▶ _Assigned task_: Return the entries in their entirety, precisely as given.

[Stored data]
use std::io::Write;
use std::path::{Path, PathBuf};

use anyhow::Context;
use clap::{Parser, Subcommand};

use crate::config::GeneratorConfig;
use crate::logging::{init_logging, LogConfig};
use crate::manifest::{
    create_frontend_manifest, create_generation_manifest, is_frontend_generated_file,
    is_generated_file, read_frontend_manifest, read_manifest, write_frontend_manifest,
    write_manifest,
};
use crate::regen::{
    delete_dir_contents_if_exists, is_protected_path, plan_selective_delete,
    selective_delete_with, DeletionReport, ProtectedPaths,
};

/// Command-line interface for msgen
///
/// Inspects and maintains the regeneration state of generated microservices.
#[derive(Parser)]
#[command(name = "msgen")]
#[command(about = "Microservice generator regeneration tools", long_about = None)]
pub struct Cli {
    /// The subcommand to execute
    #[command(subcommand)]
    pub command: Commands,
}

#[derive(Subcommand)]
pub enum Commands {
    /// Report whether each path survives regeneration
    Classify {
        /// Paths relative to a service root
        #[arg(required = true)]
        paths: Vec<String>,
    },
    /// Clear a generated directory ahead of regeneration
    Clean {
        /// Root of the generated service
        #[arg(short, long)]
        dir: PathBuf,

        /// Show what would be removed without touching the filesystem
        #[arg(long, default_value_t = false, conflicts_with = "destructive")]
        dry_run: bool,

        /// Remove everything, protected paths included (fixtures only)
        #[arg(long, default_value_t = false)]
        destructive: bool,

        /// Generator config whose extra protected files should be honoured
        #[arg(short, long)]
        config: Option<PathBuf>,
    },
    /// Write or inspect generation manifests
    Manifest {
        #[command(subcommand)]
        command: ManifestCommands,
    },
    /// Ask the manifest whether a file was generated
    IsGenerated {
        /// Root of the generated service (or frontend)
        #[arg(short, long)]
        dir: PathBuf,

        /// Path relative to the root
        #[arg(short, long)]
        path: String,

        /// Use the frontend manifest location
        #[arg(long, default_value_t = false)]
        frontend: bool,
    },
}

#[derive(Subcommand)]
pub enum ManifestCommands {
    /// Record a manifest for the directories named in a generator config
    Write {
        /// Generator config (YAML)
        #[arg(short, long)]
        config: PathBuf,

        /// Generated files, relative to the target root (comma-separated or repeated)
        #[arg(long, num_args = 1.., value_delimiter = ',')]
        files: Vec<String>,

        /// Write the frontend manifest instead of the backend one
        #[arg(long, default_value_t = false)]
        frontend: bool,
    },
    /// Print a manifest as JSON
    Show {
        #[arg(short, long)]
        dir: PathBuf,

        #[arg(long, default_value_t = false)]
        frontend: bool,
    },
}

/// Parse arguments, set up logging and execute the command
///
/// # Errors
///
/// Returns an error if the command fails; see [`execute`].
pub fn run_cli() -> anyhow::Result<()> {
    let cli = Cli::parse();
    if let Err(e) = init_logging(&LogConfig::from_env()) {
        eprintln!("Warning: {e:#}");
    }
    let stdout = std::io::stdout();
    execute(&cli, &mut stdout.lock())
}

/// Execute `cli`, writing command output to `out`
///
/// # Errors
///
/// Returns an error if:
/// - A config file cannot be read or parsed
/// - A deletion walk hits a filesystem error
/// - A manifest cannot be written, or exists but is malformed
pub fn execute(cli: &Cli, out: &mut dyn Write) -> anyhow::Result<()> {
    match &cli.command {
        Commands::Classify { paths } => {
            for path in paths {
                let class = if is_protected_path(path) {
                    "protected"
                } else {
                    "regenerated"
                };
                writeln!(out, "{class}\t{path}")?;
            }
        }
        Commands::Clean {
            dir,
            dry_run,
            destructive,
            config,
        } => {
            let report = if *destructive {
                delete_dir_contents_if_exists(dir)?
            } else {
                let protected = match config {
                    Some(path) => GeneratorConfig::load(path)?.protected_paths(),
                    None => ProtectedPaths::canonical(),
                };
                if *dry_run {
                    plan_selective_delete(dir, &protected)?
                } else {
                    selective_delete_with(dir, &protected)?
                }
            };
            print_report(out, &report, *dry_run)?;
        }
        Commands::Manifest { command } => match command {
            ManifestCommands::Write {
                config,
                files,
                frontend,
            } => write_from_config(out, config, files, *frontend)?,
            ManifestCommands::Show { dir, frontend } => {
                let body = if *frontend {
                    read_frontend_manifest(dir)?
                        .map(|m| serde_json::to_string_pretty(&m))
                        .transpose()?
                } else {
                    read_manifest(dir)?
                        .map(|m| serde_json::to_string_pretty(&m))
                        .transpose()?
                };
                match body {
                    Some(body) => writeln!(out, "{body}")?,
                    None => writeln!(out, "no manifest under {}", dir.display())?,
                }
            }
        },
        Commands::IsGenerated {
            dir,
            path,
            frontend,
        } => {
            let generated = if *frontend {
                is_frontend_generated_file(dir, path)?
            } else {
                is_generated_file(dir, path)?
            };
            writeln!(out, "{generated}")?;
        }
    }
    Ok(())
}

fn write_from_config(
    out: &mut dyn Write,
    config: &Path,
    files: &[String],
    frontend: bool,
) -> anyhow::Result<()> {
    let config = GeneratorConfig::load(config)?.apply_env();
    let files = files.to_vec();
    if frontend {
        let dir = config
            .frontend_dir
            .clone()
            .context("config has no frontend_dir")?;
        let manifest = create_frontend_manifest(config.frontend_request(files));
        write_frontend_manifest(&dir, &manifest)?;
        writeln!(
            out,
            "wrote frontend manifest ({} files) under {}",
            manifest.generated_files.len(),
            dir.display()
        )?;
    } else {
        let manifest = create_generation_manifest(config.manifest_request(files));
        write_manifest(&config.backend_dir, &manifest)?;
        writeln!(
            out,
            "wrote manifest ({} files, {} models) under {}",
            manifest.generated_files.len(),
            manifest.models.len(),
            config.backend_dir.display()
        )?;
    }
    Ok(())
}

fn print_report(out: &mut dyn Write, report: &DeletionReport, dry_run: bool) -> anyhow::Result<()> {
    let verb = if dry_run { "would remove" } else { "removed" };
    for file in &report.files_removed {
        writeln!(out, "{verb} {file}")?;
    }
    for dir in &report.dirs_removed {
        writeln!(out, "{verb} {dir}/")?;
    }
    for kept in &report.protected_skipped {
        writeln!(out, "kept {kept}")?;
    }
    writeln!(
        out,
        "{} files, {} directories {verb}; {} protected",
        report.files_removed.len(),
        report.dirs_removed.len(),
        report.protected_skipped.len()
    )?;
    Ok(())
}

▶ _Task solution_:
use std::io::Write;
use std::path::{Path, PathBuf};

use anyhow::Context;
use clap::{Parser, Subcommand};

use crate::config::GeneratorConfig;
use crate::logging::{init_logging, LogConfig};
use crate::manifest::{
    create_frontend_manifest, create_generation_manifest, is_frontend_generated_file,
    is_generated_file, read_frontend_manifest, read_manifest, write_frontend_manifest,
    write_manifest,
};
use crate::regen::{
    delete_dir_contents_if_exists, is_protected_path, plan_selective_delete,
    selective_delete_with, DeletionReport, ProtectedPaths,
};

/// Command-line interface for msgen
///
/// Inspects and maintains the regeneration state of generated microservices.
#[derive(Parser)]
#[command(name = "msgen")]
#[command(about = "Microservice generator regeneration tools", long_about = None)]
pub struct Cli {
    /// The subcommand to execute
    #[command(subcommand)]
    pub command: Commands,
}

#[derive(Subcommand)]
pub enum Commands {
    /// Report whether each path survives regeneration
    Classify {
        /// Paths relative to a service root
        #[arg(required = true)]
        paths: Vec<String>,
    },
    /// Clear a generated directory ahead of regeneration
    Clean {
        /// Root of the generated service
        #[arg(short, long)]
        dir: PathBuf,

        /// Show what would be removed without touching the filesystem
        #[arg(long, default_value_t = false, conflicts_with = "destructive")]
        dry_run: bool,

        /// Remove everything, protected paths included (fixtures only)
        #[arg(long, default_value_t = false)]
        destructive: bool,

        /// Generator config whose extra protected files should be honoured
        #[arg(short, long)]
        config: Option<PathBuf>,
    },
    /// Write or inspect generation manifests
    Manifest {
        #[command(subcommand)]
        command: ManifestCommands,
    },
    /// Ask the manifest whether a file was generated
    IsGenerated {
        /// Root of the generated service (or frontend)
        #[arg(short, long)]
        dir: PathBuf,

        /// Path relative to the root
        #[arg(short, long)]
        path: String,

        /// Use the frontend manifest location
        #[arg(long, default_value_t = false)]
        frontend: bool,
    },
}

#[derive(Subcommand)]
pub enum ManifestCommands {
    /// Record a manifest for the directories named in a generator config
    Write {
        /// Generator config (YAML)
        #[arg(short, long)]
        config: PathBuf,

        /// Generated files, relative to the target root (comma-separated or repeated)
        #[arg(long, num_args = 1.., value_delimiter = ',')]
        files: Vec<String>,

        /// Write the frontend manifest instead of the backend one
        #[arg(long, default_value_t = false)]
        frontend: bool,
    },
    /// Print a manifest as JSON
    Show {
        #[arg(short, long)]
        dir: PathBuf,

        #[arg(long, default_value_t = false)]
        frontend: bool,
    },
}

/// Parse arguments, set up logging and execute the command
///
/// # Errors
///
/// Returns an error if the command fails; see [`execute`].
pub fn run_cli() -> anyhow::Result<()> {
    let cli = Cli::parse();
    if let Err(e) = init_logging(&LogConfig::from_env()) {
        eprintln!("Warning: {e:#}");
    }
    let stdout = std::io::stdout();
    execute(&cli, &mut stdout.lock())
}

/// Execute `cli`, writing command output to `out`
///
/// # Errors
///
/// Returns an error if:
/// - A config file cannot be read or parsed
/// - A deletion walk hits a filesystem error
/// - A manifest cannot be written, or exists but is malformed
pub fn execute(cli: &Cli, out: &mut dyn Write) -> anyhow::Result<()> {
    match &cli.command {
        Commands::Classify { paths } => {
            for path in paths {
                let class = if is_protected_path(path) {
                    "protected"
                } else {
                    "regenerated"
                };
                writeln!(out, "{class}\t{path}")?;
            }
        }
        Commands::Clean {
            dir,
            dry_run,
            destructive,
            config,
        } => {
            let report = if *destructive {
                delete_dir_contents_if_exists(dir)?
            } else {
                let protected = match config {
                    Some(path) => GeneratorConfig::load(path)?.protected_paths(),
                    None => ProtectedPaths::canonical(),
                };
                if *dry_run {
                    plan_selective_delete(dir, &protected)?
                } else {
                    selective_delete_with(dir, &protected)?
                }
            };
            print_report(out, &report, *dry_run)?;
        }
        Commands::Manifest { command } => match command {
            ManifestCommands::Write {
                config,
                files,
                frontend,
            } => write_from_config(out, config, files, *frontend)?,
            ManifestCommands::Show { dir, frontend } => {
                let body = if *frontend {
                    read_frontend_manifest(dir)?
                        .map(|m| serde_json::to_string_pretty(&m))
                        .transpose()?
                } else {
                    read_manifest(dir)?
                        .map(|m| serde_json::to_string_pretty(&m))
                        .transpose()?
                };
                match body {
                    Some(body) => writeln!(out, "{body}")?,
                    None => writeln!(out, "no manifest under {}", dir.display())?,
                }
            }
        },
        Commands::IsGenerated {
            dir,
            path,
            frontend,
        } => {
            let generated = if *frontend {
                is_frontend_generated_file(dir, path)?
            } else {
                is_generated_file(dir, path)?
            };
            writeln!(out, "{generated}")?;
        }
    }
    Ok(())
}

fn write_from_config(
    out: &mut dyn Write,
    config: &Path,
    files: &[String],
    frontend: bool,
) -> anyhow::Result<()> {
    let config = GeneratorConfig::load(config)?.apply_env();
    let files = files.to_vec();
    if frontend {
        let dir = config
            .frontend_dir
            .clone()
            .context("config has no frontend_dir")?;
        let manifest = create_frontend_manifest(config.frontend_request(files));
        write_frontend_manifest(&dir, &manifest)?;
        writeln!(
            out,
            "wrote frontend manifest ({} files) under {}",
            manifest.generated_files.len(),
            dir.display()
        )?;
    } else {
        let manifest = create_generation_manifest(config.manifest_request(files));
        write_manifest(&config.backend_dir, &manifest)?;
        writeln!(
            out,
            "wrote manifest ({} files, {} models) under {}",
            manifest.generated_files.len(),
            manifest.models.len(),
            config.backend_dir.display()
        )?;
    }
    Ok(())
}

fn print_report(out: &mut dyn Write, report: &DeletionReport, dry_run: bool) -> anyhow::Result<()> {
    let verb = if dry_run { "would remove" } else { "removed" };
    for file in &report.files_removed {
        writeln!(out, "{verb} {file}")?;
    }
    for dir in &report.dirs_removed {
        writeln!(out, "{verb} {dir}/")?;
    }
    for kept in &report.protected_skipped {
        writeln!(out, "kept {kept}")?;
    }
    writeln!(
        out,
        "{} files, {} directories {verb}; {} protected",
        report.files_removed.len(),
        report.dirs_removed.len(),
        report.protected_skipped.len()
    )?;
    Ok(())
}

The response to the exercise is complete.